AIM OF THE EXERCISE ▸
Output must match the data below exactly from its first line through the line that contains "#[derive(Debug, Clone, PartialEq, Serialize, Deserialize)]", with no other line.

EXERCISE DATA ▸
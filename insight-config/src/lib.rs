//! Shared configuration library for Insight.
//!
//! Loads the API endpoint layout and the search-engine tuning knobs from
//! built-in defaults, an optional TOML file and `INSIGHT_*` environment
//! variables (in that order of precedence), and installs the tracing
//! subscriber for binaries.
#![allow(missing_docs)]

pub mod loader;
pub mod models;
pub mod telemetry;
pub mod util;
pub mod validation;

pub use loader::{ConfigLoad, ConfigLoader, ConfigLoaderOptions, error::ConfigLoadError};
pub use models::{ApiConfig, Config, EndpointPaths, SearchSettings};
pub use validation::{ConfigWarning, ConfigWarnings};
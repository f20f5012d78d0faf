//! Search session transitions.

use insight_model::{CategoryCount, ResultRecord, SearchMode, SearchState};
use serde::{Deserialize, Serialize};

#[derive(Debug, Clone, PartialEq, Serialize, Deserialize)]
#[serde(tag = "type", content = "payload", rename_all = "SCREAMING_SNAKE_CASE")]
pub enum SearchAction {
    SetQuery(String),
    /// Also returns to page 1 and clears everything shown for the old mode.
    SetMode(SearchMode),
    SetLoading(bool),
    SetResults {
        results: Vec<ResultRecord>,
        total_pages: u32,
        total_items: u64,
    },
    SetPage(u32),
    SetStatistics(Vec<CategoryCount>),
    #[serde(other)]
    Unknown,
}

pub fn reduce(state: &SearchState, action: SearchAction) -> SearchState {
    let mut next = state.clone();

    match action {
        SearchAction::SetQuery(query) => next.query = query,
        SearchAction::SetMode(mode) => {
            next.mode = mode;
            next.current_page = 1;
            next.results.clear();
            next.statistics.clear();
            next.total_pages = 0;
            next.total_items = 0;
        }
        SearchAction::SetLoading(loading) => next.loading = loading,
        SearchAction::SetResults {
            results,
            total_pages,
            total_items,
        } => {
            next.results = results;
            next.total_pages = total_pages;
            next.total_items = total_items;
        }
        SearchAction::SetPage(page) => next.current_page = page.max(1),
        SearchAction::SetStatistics(statistics) => next.statistics = statistics,
        SearchAction::Unknown => {}
    }

    next
}

#[cfg(test)]
mod tests {
    use super::*;
    use serde_json::json;

    #[test]
    fn switching_mode_discards_stale_results() {
        let state = SearchState {
            query: "solar".into(),
            current_page: 3,
            results: vec![json!({"id": 1})],
            total_pages: 4,
            total_items: 100,
            statistics: vec![CategoryCount::new("report", 12)],
            ..SearchState::default()
        };
        let next = reduce(&state, SearchAction::SetMode(SearchMode::Insighter));
        assert_eq!(next.mode, SearchMode::Insighter);
        assert_eq!(next.current_page, 1);
        assert!(next.results.is_empty());
        assert!(next.statistics.is_empty());
        assert_eq!(next.total_items, 0);
        assert_eq!(next.query, "solar");
    }

    #[test]
    fn results_and_paging() {
        let state = reduce(
            &SearchState::default(),
            SearchAction::SetResults {
                results: vec![json!({"id": 1}), json!({"id": 2})],
                total_pages: 2,
                total_items: 45,
            },
        );
        assert_eq!(state.results.len(), 2);
        assert_eq!(state.total_pages, 2);

        assert_eq!(reduce(&state, SearchAction::SetPage(0)).current_page, 1);
        assert_eq!(reduce(&state, SearchAction::SetPage(2)).current_page, 2);
        assert_eq!(reduce(&state, SearchAction::Unknown), state);
    }

    #[test]
    fn actions_decode_from_tagged_json() {
        let action: SearchAction =
            serde_json::from_str(r#"{"type":"SET_QUERY","payload":"solar"}"#).unwrap();
        assert_eq!(action, SearchAction::SetQuery("solar".into()));
        let action: SearchAction =
            serde_json::from_str(r#"{"type":"SET_MODE","payload":"insighter"}"#).unwrap();
        assert_eq!(action, SearchAction::SetMode(SearchMode::Insighter));
    }
}
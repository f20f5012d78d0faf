use std::sync::Arc;
use std::time::Duration;

use anyhow::Context;
use insight_config::Config;
use insight_core::{HttpSearchApi, SuggestionEngine, Visibility};
use tokio::time::Instant;

const POLL_INTERVAL: Duration = Duration::from_millis(25);

pub async fn run(config: &Config, args: crate::cli::SuggestArgs) -> anyhow::Result<()> {
    let api = HttpSearchApi::new(config.api.clone()).context("failed to build HTTP client")?;
    let engine = SuggestionEngine::new(Arc::new(api), &config.search);

    engine.input(&args.text);
    let deadline = Instant::now() + config.search.suggestion_debounce + config.api.timeout;
    tokio::time::sleep(config.search.suggestion_debounce + POLL_INTERVAL).await;
    while engine.snapshot().visibility == Visibility::Loading && Instant::now() < deadline {
        tokio::time::sleep(POLL_INTERVAL).await;
    }

    let highlighted = engine.highlighted();
    if highlighted.is_empty() {
        eprintln!("no suggestions for {:?}", args.text);
        return Ok(());
    }
    for item in highlighted {
        if item.has_match() {
            println!("{}[{}]{}", item.before, item.matched, item.after);
        } else {
            println!("{}", item.before);
        }
    }
    Ok(())
}
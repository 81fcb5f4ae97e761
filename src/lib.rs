/// Command-line arguments
pub mod args;
/// Error types
pub mod error;
/// Human readable units and timestamps
pub mod fmt;
/// Saving and loading of serialized values
pub mod io;
/// Structured logging setup
pub mod logging;
/// Timing of code regions
pub mod profiling;
/// Wrappers around Slurm commands
pub mod slurm;

pub use error::{Error, Result};

#[doc(hidden)]
pub mod __private {
    pub use tracing;
}
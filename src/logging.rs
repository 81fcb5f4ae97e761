//! Installs the global `tracing` subscriber used by the `ionic-*` commands.
//!
//! Diagnostics go to `stderr`, leaving `stdout` and the terminal to the
//! wrapped Slurm tools. Event targets are printed so that regions opened with
//! [`crate::region!`] show the module they were timed in.

use std::{env, str::FromStr, sync::OnceLock};

use thiserror::Error;
use tracing_subscriber::{layer::SubscriberExt, util::SubscriberInitExt, EnvFilter, Layer};

/// Selects [`LogFormat`]; `human` unless set
pub const LOG_FORMAT_ENV: &str = "LIPSUTILS_LOG_FORMAT";

static INSTALLED: OnceLock<()> = OnceLock::new();

#[derive(Debug, Error)]
pub enum LoggingError {
    #[error("`LIPSUTILS_LOG_FORMAT` is not valid unicode: {0}")]
    InvalidUnicode(#[source] env::VarError),
    #[error("unknown log format {0:?}; expected `human` or `json`")]
    UnknownFormat(String),
    #[error("failed to install tracing subscriber: {0}")]
    Install(#[source] tracing_subscriber::util::TryInitError),
}

/// Output format of log lines
#[derive(Clone, Copy, Debug, Default, PartialEq, Eq)]
pub enum LogFormat {
    #[default]
    Human,
    /// One JSON object per event
    Json,
}

impl FromStr for LogFormat {
    type Err = LoggingError;

    fn from_str(value: &str) -> Result<Self, Self::Err> {
        match value.trim().to_ascii_lowercase().as_str() {
            "human" | "" => Ok(LogFormat::Human),
            "json" => Ok(LogFormat::Json),
            _ => Err(LoggingError::UnknownFormat(value.to_string())),
        }
    }
}

impl LogFormat {
    /// Reads the format from [`LOG_FORMAT_ENV`]
    pub fn from_env() -> Result<Self, LoggingError> {
        match env::var(LOG_FORMAT_ENV) {
            Ok(value) => value.parse(),
            Err(env::VarError::NotPresent) => Ok(LogFormat::Human),
            Err(err) => Err(LoggingError::InvalidUnicode(err)),
        }
    }
}

/// Filter used when `RUST_LOG` is unset; `--verbose` also shows the
/// generated Slurm command lines, which are logged at DEBUG
pub fn default_filter(verbose: bool) -> &'static str {
    if verbose {
        "debug"
    } else {
        "info"
    }
}

/// Installs logging for a command; repeated calls are no-ops.
///
/// A subscriber installed by someone else is left in place.
pub fn init_logging(verbose: bool) -> Result<(), LoggingError> {
    if INSTALLED.get().is_some() {
        return Ok(());
    }

    let format = LogFormat::from_env()?;
    let filter = EnvFilter::try_from_default_env()
        .unwrap_or_else(|_| EnvFilter::new(default_filter(verbose)));

    let layer = tracing_subscriber::fmt::layer().with_writer(std::io::stderr);
    let layer = match format {
        LogFormat::Human => layer.boxed(),
        LogFormat::Json => layer.json().boxed(),
    };

    if let Err(err) = tracing_subscriber::registry()
        .with(filter)
        .with(layer)
        .try_init()
    {
        tracing::debug!("keeping existing subscriber: {}", LoggingError::Install(err));
    }

    let _ = INSTALLED.set(());
    Ok(())
}

#[cfg(test)]
mod tests {
    use super::*;

    use rstest::rstest;

    #[rstest]
    #[case("human", LogFormat::Human)]
    #[case("", LogFormat::Human)]
    #[case("JSON", LogFormat::Json)]
    #[case(" json\n", LogFormat::Json)]
    fn test_log_format_from_str(#[case] value: &str, #[case] expected: LogFormat) {
        assert_eq!(value.parse::<LogFormat>().unwrap(), expected);
    }

    #[test]
    fn test_log_format_rejects_unknown() {
        match "logfmt".parse::<LogFormat>() {
            Err(LoggingError::UnknownFormat(value)) => assert_eq!(value, "logfmt"),
            other => panic!("unexpected result: {:?}", other),
        }
    }

    #[test]
    fn test_default_filter() {
        assert_eq!(default_filter(false), "info");
        assert_eq!(default_filter(true), "debug");
    }

    #[test]
    fn test_init_logging_twice() {
        init_logging(false).unwrap();
        init_logging(true).unwrap();
    }
}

WRITTEN RESPONSE ▸
filename insight-config/src/lib.rs
//! Shared configuration library for Insight.
//!
//! Loads the API endpoint layout and the search-engine tuning knobs from
//! built-in defaults, an optional TOML file and `INSIGHT_*` environment
//! variables (in that order of precedence), and installs the tracing
//! subscriber for binaries.
#![allow(missing_docs)]

pub mod loader;
pub mod models;
pub mod telemetry;
pub mod util;
pub mod validation;

pub use loader::{ConfigLoad, ConfigLoader, ConfigLoaderOptions, error::ConfigLoadError};
pub use models::{ApiConfig, Config, EndpointPaths, SearchSettings};
pub use validation::{ConfigWarning, ConfigWarnings};
repository f20f5012d78d0faf
//! Search session transitions.

use insight_model::{CategoryCount, ResultRecord, SearchMode, SearchState};
use serde::{Deserialize, Serialize};

#[derive(Debug, Clone, PartialEq, Serialize, Deserialize)]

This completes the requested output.